Dataset extract Block Start

//! Command handler layer.
//!
//! This module owns CLI-oriented orchestration and output wiring.
//!
//! ## Files
//! - `runtime.rs` — run/report/contract/suites.
//!
//! ## Principles
//! - Parse/match CLI inputs here.
//! - Delegate evaluation logic to `services/*`.
//! - Keep behavior and output schema stable.

pub mod runtime;

pub use runtime::handle_runtime_commands;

Dataset extract Block End

> [Task goal]: Search the data for the word "output" and copy each line where it appears.

> [Final answer]:
//! This module owns CLI-oriented orchestration and output wiring.
//! - Keep behavior and output schema stable.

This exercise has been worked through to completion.